Installation: Clone the repository and follow the setup instructions provided here below:
To use this repo, we suggest creating a virtual environment using Anaconda and installing all the dependencies reported above. If you have followed the RL course, you simply have to activate your RL conda environment, and install the additional wandb package using:
pip install wandb
ISLa-RL-playground is tested on Python 3.8+ and PyTorch 2.x. It can be installed easily into a conda environment. If you don't have anaconda, you can install it from here miniconda.
cd ISLa-RL-Playground
# Remove the old environment, if necessary.
conda deactivate; conda env remove -n rl-playground
# Create a new conda environment
conda env create -f utils/isla-playground-env.yml
# Activate the environment
conda activate rl-playground
NB: if you want to install a specific version of PyTorch (e.g., GPU, Windows, or Mac), please refer to the official installation page (here).

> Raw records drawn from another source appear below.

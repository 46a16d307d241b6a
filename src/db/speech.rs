use chrono::Utc;

use super::DBClient;
use crate::models::SpeechPracticeRecord;

pub struct NewSpeechRecord<'a> {
    pub student_id: i64,
    pub topic: &'a str,
    pub text_content: &'a str,
    pub score: i32,
    pub pronunciation_score: i32,
    pub fluency_score: i32,
    pub feedback: &'a str,
}

pub trait SpeechExt {
    async fn create_speech_record(
        &self,
        record: &NewSpeechRecord<'_>,
    ) -> Result<SpeechPracticeRecord, sqlx::Error>;

    /// Most recent practice records of a student, newest first.
    async fn get_recent_speech_records(
        &self,
        student_id: i64,
        limit: i64,
    ) -> Result<Vec<SpeechPracticeRecord>, sqlx::Error>;

    async fn count_speech_records(&self, student_id: i64) -> Result<i64, sqlx::Error>;
}

impl SpeechExt for DBClient {
    async fn create_speech_record(
        &self,
        record: &NewSpeechRecord<'_>,
    ) -> Result<SpeechPracticeRecord, sqlx::Error> {
        sqlx::query_as::<_, SpeechPracticeRecord>(
            r#"
            INSERT INTO speech_practice_records
                (student_id, topic, text_content, score, pronunciation_score, fluency_score, feedback, practiced_at)
            VALUES (?, ?, ?, ?, ?, ?, ?, ?)
            RETURNING id, student_id, topic, text_content, audio_file, score, pronunciation_score,
                      fluency_score, feedback, practiced_at
            "#,
        )
        .bind(record.student_id)
        .bind(record.topic)
        .bind(record.text_content)
        .bind(record.score)
        .bind(record.pronunciation_score)
        .bind(record.fluency_score)
        .bind(record.feedback)
        .bind(Utc::now())
        .fetch_one(&self.pool)
        .await
    }

    async fn get_recent_speech_records(
        &self,
        student_id: i64,
        limit: i64,
    ) -> Result<Vec<SpeechPracticeRecord>, sqlx::Error> {
        sqlx::query_as::<_, SpeechPracticeRecord>(
            r#"
            SELECT id, student_id, topic, text_content, audio_file, score, pronunciation_score,
                   fluency_score, feedback, practiced_at
            FROM speech_practice_records
            WHERE student_id = ?
            ORDER BY practiced_at DESC, id DESC
            LIMIT ?
            "#,
        )
        .bind(student_id)
        .bind(limit)
        .fetch_all(&self.pool)
        .await
    }

    async fn count_speech_records(&self, student_id: i64) -> Result<i64, sqlx::Error> {
        sqlx::query_scalar(r#"SELECT COUNT(*) FROM speech_practice_records WHERE student_id = ?"#)
            .bind(student_id)
            .fetch_one(&self.pool)
            .await
    }
}

#[cfg(test)]
mod tests {
    use super::*;
    use crate::test_utils::student;

    #[tokio::test]
    async fn recent_records_are_capped_and_newest_first() {
        let db = DBClient::in_memory().await;
        let (_, student) = student(&db, "speaker").await;

        for score in 70..82 {
            db.create_speech_record(&NewSpeechRecord {
                student_id: student.id,
                topic: "greetings",
                text_content: "ni hao",
                score,
                pronunciation_score: 80,
                fluency_score: 80,
                feedback: "ok",
            })
            .await
            .unwrap();
        }

        let recent = db.get_recent_speech_records(student.id, 10).await.unwrap();
        assert_eq!(recent.len(), 10);
        assert_eq!(recent[0].score, 81);
        assert!(recent[0].audio_file.is_none());
        assert_eq!(db.count_speech_records(student.id).await.unwrap(), 12);
    }
}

- The first step in using the framework is to develop the DRL algorithms. In the folder
algos_template
, you can find a set of Python template files that you have to fill in. Note that you can decide to implement all the algorithms or only a part; however, remember that some algorithms might perform better than others depending on the characteristics of the environment (e.g., continuous or discrete observation/action space)!

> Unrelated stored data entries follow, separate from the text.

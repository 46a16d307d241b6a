use axum::{
    Extension, Form, Router,
    extract::{Multipart, Path, State},
    response::IntoResponse,
    routing::{get, post},
};
use chrono::Utc;
use tracing::instrument;
use validator::Validate;

use crate::{
    AppState,
    db::{CourseExt, EnrollOutcome, EnrollmentExt, LeaveExt, SpeechExt, UserExt},
    dtos::{
        FilterUserDto, LeaveRequestForm, LeaveRequestPageData, MaterialsPageData,
        SpeechPracticePageData, StudentDashboardData, StudentProfilePageData,
    },
    handler::or_empty,
    i18n::FlashMessage,
    middleware::{Session, StudentPrincipal},
    schedule,
    uploads::{UploadError, UploadKind},
    view::{FlashRedirect, Page},
};

const UPCOMING_PER_COURSE: i64 = 5;
const RECENT_SPEECH_RECORDS: i64 = 10;

/// Student area. The `student_area` guard (routes.rs) has already put a
/// `StudentPrincipal` into the request extensions.
pub fn student_handler() -> Router<AppState> {
    Router::new()
        .route("/dashboard", get(dashboard))
        .route("/materials", get(materials))
        .route("/schedule", get(schedule_page))
        .route("/leave_request", get(leave_request_page).post(submit_leave_request))
        .route("/speech_practice", get(speech_practice))
        .route("/profile", get(profile))
        .route("/profile/avatar", post(upload_avatar))
        .route("/courses/{course_id}/enroll", post(enroll))
}

#[instrument(skip_all, fields(student_id = %student.profile.id))]
pub async fn dashboard(
    State(app_state): State<AppState>,
    Extension(student): Extension<StudentPrincipal>,
    session: Session,
) -> impl IntoResponse {
    let db = &app_state.db_client;
    let student_id = student.profile.id;

    let enrollments = or_empty(
        db.get_student_enrollments(student_id).await,
        "student dashboard enrollments",
    );

    let now = Utc::now();
    let mut upcoming_lessons = Vec::new();
    for enrollment in &enrollments {
        upcoming_lessons.extend(or_empty(
            db.get_upcoming_lessons(enrollment.course.id, now, UPCOMING_PER_COURSE)
                .await,
            "student dashboard lessons",
        ));
    }

    let pending_requests = or_empty(
        db.count_student_pending_leaves(student_id).await,
        "student dashboard pending leaves",
    );

    Page::new(
        &session,
        StudentDashboardData {
            profile: student.profile,
            enrollments,
            upcoming_lessons,
            pending_requests,
        },
    )
}

#[instrument(skip_all, fields(student_id = %student.profile.id))]
pub async fn materials(
    State(app_state): State<AppState>,
    Extension(student): Extension<StudentPrincipal>,
    session: Session,
) -> impl IntoResponse {
    let materials = or_empty(
        app_state
            .db_client
            .get_student_materials(student.profile.id)
            .await,
        "student materials",
    );

    Page::new(&session, MaterialsPageData { materials })
}

#[instrument(skip_all, fields(student_id = %student.profile.id))]
pub async fn schedule_page(
    State(app_state): State<AppState>,
    Extension(student): Extension<StudentPrincipal>,
    session: Session,
) -> impl IntoResponse {
    let lessons = or_empty(
        app_state
            .db_client
            .get_student_lessons(student.profile.id)
            .await,
        "student schedule",
    );

    Page::new(&session, schedule::summarize(lessons, Utc::now()))
}

#[instrument(skip_all, fields(student_id = %student.profile.id))]
pub async fn leave_request_page(
    State(app_state): State<AppState>,
    Extension(student): Extension<StudentPrincipal>,
    session: Session,
) -> impl IntoResponse {
    let db = &app_state.db_client;
    let enrollments = or_empty(
        db.get_student_enrollments(student.profile.id).await,
        "leave page enrollments",
    );
    let leave_requests = or_empty(
        db.get_student_leave_requests(student.profile.id).await,
        "leave page requests",
    );

    Page::new(
        &session,
        LeaveRequestPageData {
            enrollments,
            leave_requests,
        },
    )
}

/// File a leave request for a course the student actively attends.
#[instrument(skip_all, fields(student_id = %student.profile.id))]
pub async fn submit_leave_request(
    State(app_state): State<AppState>,
    Extension(student): Extension<StudentPrincipal>,
    Form(body): Form<LeaveRequestForm>,
) -> FlashRedirect {
    const BACK: &str = "/student/leave_request";

    let parsed = body.validate().ok().and_then(|_| body.parsed());
    let Some((course_id, lesson_date, reason)) = parsed else {
        tracing::info!("Invalid leave request form");
        return FlashRedirect::error(BACK, FlashMessage::InvalidForm);
    };

    let db = &app_state.db_client;
    match db.is_enrolled(student.profile.id, course_id).await {
        Ok(true) => {}
        Ok(false) => {
            tracing::info!(course_id, "Leave request for a course without enrollment");
            return FlashRedirect::error(BACK, FlashMessage::NotEnrolled);
        }
        Err(e) => {
            tracing::error!("DB error, checking enrollment: {}", e);
            return FlashRedirect::error(BACK, FlashMessage::LeaveSubmitFailed);
        }
    }

    match db
        .create_leave_request(student.profile.id, course_id, lesson_date, reason)
        .await
    {
        Ok(request) => {
            tracing::info!(request_id = request.id, "Leave request submitted");
            FlashRedirect::success(BACK, FlashMessage::LeaveSubmitted)
        }
        Err(e) => {
            tracing::error!("DB error, saving leave request: {}", e);
            FlashRedirect::error(BACK, FlashMessage::LeaveSubmitFailed)
        }
    }
}

#[instrument(skip_all, fields(student_id = %student.profile.id))]
pub async fn speech_practice(
    State(app_state): State<AppState>,
    Extension(student): Extension<StudentPrincipal>,
    session: Session,
) -> impl IntoResponse {
    let db = &app_state.db_client;
    let records = or_empty(
        db.get_recent_speech_records(student.profile.id, RECENT_SPEECH_RECORDS)
            .await,
        "speech practice records",
    );
    let total_records = or_empty(
        db.count_speech_records(student.profile.id).await,
        "speech practice count",
    );

    Page::new(
        &session,
        SpeechPracticePageData {
            records,
            total_records,
        },
    )
}

pub async fn profile(
    Extension(student): Extension<StudentPrincipal>,
    session: Session,
) -> impl IntoResponse {
    Page::new(
        &session,
        StudentProfilePageData {
            user: FilterUserDto::filter_user(&student.user),
            profile: student.profile,
        },
    )
}

#[instrument(skip_all, fields(student_id = %student.profile.id, course_id))]
pub async fn enroll(
    State(app_state): State<AppState>,
    Extension(student): Extension<StudentPrincipal>,
    Path(course_id): Path<i64>,
) -> FlashRedirect {
    const BACK: &str = "/student/dashboard";

    match app_state
        .db_client
        .enroll_student(student.profile.id, course_id)
        .await
    {
        Ok(EnrollOutcome::Enrolled(enrollment)) => {
            tracing::info!(enrollment_id = enrollment.id, "Enrolled");
            FlashRedirect::success(BACK, FlashMessage::Enrolled)
        }
        Ok(EnrollOutcome::AlreadyEnrolled) => {
            FlashRedirect::error(BACK, FlashMessage::AlreadyEnrolled)
        }
        Ok(EnrollOutcome::CourseFull) => FlashRedirect::error(BACK, FlashMessage::CourseFull),
        Ok(EnrollOutcome::CourseNotFound) => {
            FlashRedirect::error(BACK, FlashMessage::CourseNotFound)
        }
        Err(e) => {
            tracing::error!("DB error, enrolling: {}", e);
            FlashRedirect::error(BACK, FlashMessage::OperationFailed)
        }
    }
}

/// Replace the avatar with an uploaded image (multipart field `file`).
#[instrument(skip_all, fields(user_id = %student.user.id))]
pub async fn upload_avatar(
    State(app_state): State<AppState>,
    Extension(student): Extension<StudentPrincipal>,
    mut multipart: Multipart,
) -> FlashRedirect {
    const BACK: &str = "/student/profile";

    let mut upload: Option<(String, Vec<u8>)> = None;
    loop {
        let field = match multipart.next_field().await {
            Ok(Some(field)) => field,
            Ok(None) => break,
            Err(e) => {
                tracing::info!("Malformed avatar upload: {}", e);
                return FlashRedirect::error(BACK, FlashMessage::UploadFailed);
            }
        };
        if field.name() != Some("file") {
            continue;
        }
        let file_name = field.file_name().unwrap_or_default().to_string();
        match field.bytes().await {
            Ok(data) => upload = Some((file_name, data.to_vec())),
            Err(e) => {
                tracing::info!("Failed to read avatar upload: {}", e);
                return FlashRedirect::error(BACK, FlashMessage::UploadFailed);
            }
        }
    }

    let Some((file_name, data)) = upload else {
        return FlashRedirect::error(BACK, FlashMessage::UploadFailed);
    };

    let stored = match app_state
        .uploads
        .store(UploadKind::Avatar, &file_name, &data)
        .await
    {
        Ok(stored) => stored,
        Err(UploadError::Io(e)) => {
            tracing::error!("Avatar storage error: {}", e);
            return FlashRedirect::error(BACK, FlashMessage::UploadFailed);
        }
        Err(e) => {
            tracing::info!("Rejected avatar: {}", e);
            return FlashRedirect::error(BACK, FlashMessage::UploadFailed);
        }
    };

    match app_state
        .db_client
        .update_user_avatar(student.user.id, &stored.url)
        .await
    {
        Ok(_) => FlashRedirect::success(BACK, FlashMessage::AvatarUpdated),
        Err(e) => {
            tracing::error!("DB error, updating avatar: {}", e);
            FlashRedirect::error(BACK, FlashMessage::OperationFailed)
        }
    }
}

You can also test different environments from the Gymnasium suite. However, if you're using this framework as part of the RL exam, we will evaluate your implementation in the following 4 environments:
- CartPole-V1
- LunarLander
- FrozenLake
- TB3 Unity env
And we will consider/support only these algorithms for the evaluation:
- PPO
- DDPG
- SAC
- MCTS
Several examples and templates are provided to understand how to define environments, implement algorithms, and train agents using the framework.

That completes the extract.